Mind Moves: We regularly hear experts having their say about the merits and shortcomings of our mental health service. But we don't often get the chance to listen to service users articulate their experience of our services, and what they would like to see changed.
That was the focus of a conference in Cork recently where 500 service users gathered to tell the experts what they needed of us. The conference, "Dignity, a first step to recovery", was organised by the Cork Advocacy Network (CAN) and hosted in UCC by the Department of Applied Social Studies, and featured a panel of speakers who spoke from their unique expertise as "survivors" of mental health services.
While one of the conference organisers acknowledged the work of some healthcare practitioners, the majority of those who spoke from the floor relayed experiences of care that were far from satisfactory. It took a lot of courage for them to articulate their experiences since they were being critical of the very services they turn to for help in times of tremendous personal vulnerability. What they described was disturbing and pointed to a need not merely for reform, but for a revolution, a "paradigm shift" as one speaker said, in how we engage with people who are mentally ill.

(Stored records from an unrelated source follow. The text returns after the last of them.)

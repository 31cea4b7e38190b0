//! Serde helpers for optional UTC timestamps.
//!
//! - Serialize: `Option<DateTime<Utc>>` -> RFC 3339 string or `null`
//! - Deserialize: RFC 3339 string, Unix seconds or Unix milliseconds

use chrono::{DateTime, Utc};
use serde::{Deserialize, Deserializer, Serializer};

pub fn serialize<S>(dt: &Option<DateTime<Utc>>, serializer: S) -> Result<S::Ok, S::Error>
where
    S: Serializer,
{
    match dt {
        Some(dt) => serializer.serialize_some(&dt.to_rfc3339()),
        None => serializer.serialize_none(),
    }
}

pub fn deserialize<'de, D>(deserializer: D) -> Result<Option<DateTime<Utc>>, D::Error>
where
    D: Deserializer<'de>,
{
    use serde::de::Error;

    #[derive(Deserialize)]
    #[serde(untagged)]
    enum RawTimestamp {
        Text(String),
        Number(i64),
    }

    match Option::<RawTimestamp>::deserialize(deserializer)? {
        Some(RawTimestamp::Text(s)) => parse_timestamp(&s)
            .map(Some)
            .ok_or_else(|| Error::custom(format!("Invalid timestamp: {s}"))),
        Some(RawTimestamp::Number(ts)) => from_unix(ts)
            .map(Some)
            .ok_or_else(|| Error::custom("Invalid Unix timestamp")),
        None => Ok(None),
    }
}

/// Parse a vendor timestamp: RFC 3339, or a decimal Unix timestamp in
/// seconds or milliseconds (some vendors send epoch values as strings).
pub fn parse_timestamp(s: &str) -> Option<DateTime<Utc>> {
    if let Ok(dt) = DateTime::parse_from_rfc3339(s) {
        return Some(dt.with_timezone(&Utc));
    }
    s.trim().parse::<i64>().ok().and_then(from_unix)
}

/// Values above 10^11 are taken as milliseconds.
fn from_unix(ts: i64) -> Option<DateTime<Utc>> {
    if ts > 100_000_000_000 {
        DateTime::from_timestamp_millis(ts)
    } else {
        DateTime::from_timestamp(ts, 0)
    }
}

#[cfg(test)]
mod tests {
    use super::*;

    #[test]
    fn parses_rfc3339() {
        let dt = parse_timestamp("2024-03-01T10:00:00Z").unwrap();
        assert_eq!(dt.timestamp(), 1_709_287_200);
    }

    #[test]
    fn parses_epoch_seconds_and_millis() {
        assert_eq!(parse_timestamp("1709287200").unwrap().timestamp(), 1_709_287_200);
        assert_eq!(
            parse_timestamp("1709287200000").unwrap().timestamp(),
            1_709_287_200
        );
    }

    #[test]
    fn rejects_garbage() {
        assert!(parse_timestamp("yesterday").is_none());
    }
}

Among their negative experiences were being forced to undergo treatments such as ECT that were intrusive and frightening; the over-reliance on medications which left them dazed and confused; the lack of any explanation of why these treatments were being offered; the inadequate provision of any other social or psychological interventions, such as talk therapies; being left wandering around hospital corridors in a bewildered, even perplexed, state, often inadequately clothed; being seen only as embodiments of some particular diagnosis, and not as people who were highly self-aware and rational in some part of their being; and being talked at, rather than listened to.
Many participants felt they had been silenced by a system that encouraged compliance and a learned helplessness. This conference made it clear the days of silent acquiescence are over. Participants were asking for a mental health service offering safe and dignified environments where people can genuinely recover; where access to a range of creative treatment interventions is possible; and where their participation as people is encouraged at every level of their care.
In the world of mental healthcare, the "we know best" attitude has always dominated when it comes to considering what is good for patients. At times there may be some accuracy in this - medication and restraint may actually be what an individual needs to prevent them doing harm to themselves. But to extend this attitude to the majority of those in our care is to do violence to their dignity and to their capacity for self-
determination and meaningful collaboration in treatment planning.
It was interesting to see how few health professionals were present in the audience - I counted less than a handful of psychiatrists and psychologists. One of them was quite upset by what seemed to him an excessive focus on the darker side of our services. He pointed to the danger of deepening the rift between users and providers. He may have a point. But I wonder if the issue is not more to do with our failure to recognise that people do remember how they've been treated, and this conference for many may have been their first opportunity to talk publicly about their experience.
As someone who has been involved in the delivery of mental healthcare for many years - and one who claims no immunity from the criticisms raised at this conference - I found it encouraging to hear users speak out about their desire to take a more responsible role in their care, and to hear them assert their very fundamental human right to be treated at all times respectfully and with dignity.
We as service providers haven't been able to deliver a mental healthcare system that addresses the real needs of people. This has partly been a problem of limited resources, and that needs to be urgently addressed, but it is also because we haven't listened to our patients in a way that enables them to feel they've been heard.
The CAN conference pointed to a model of care where the practical needs of the person with mental health problems would be central to care planning; and where meaningful user involvement at every stage of service planning and delivery could be the way to provide a service that, as one user put it, had mental health as its goal, rather than mental illness as its obsession.
I walked away sobered, but challenged, by the day's debate. As one speaker concluded, "There has never been a better time to be mentally distressed." I did not escape criticism on the day but neither did any other professional carer who was there. It would be so easy to write off the anger and hurt of service users as unreasonable. So easy to reassure ourselves that their hurt was further evidence of chemical imbalance, projection or deluded thought processes. But to be in the company of so many articulate, appropriate and obviously compassionate people, was a humbling experience.
To describe them as anything other than people with something very important to say would be to fall into a cosy kind of self-deception that is as destructive as it is deluded.
Dr Tony Bates is principal psychologist at St James's Hospital, Dublin.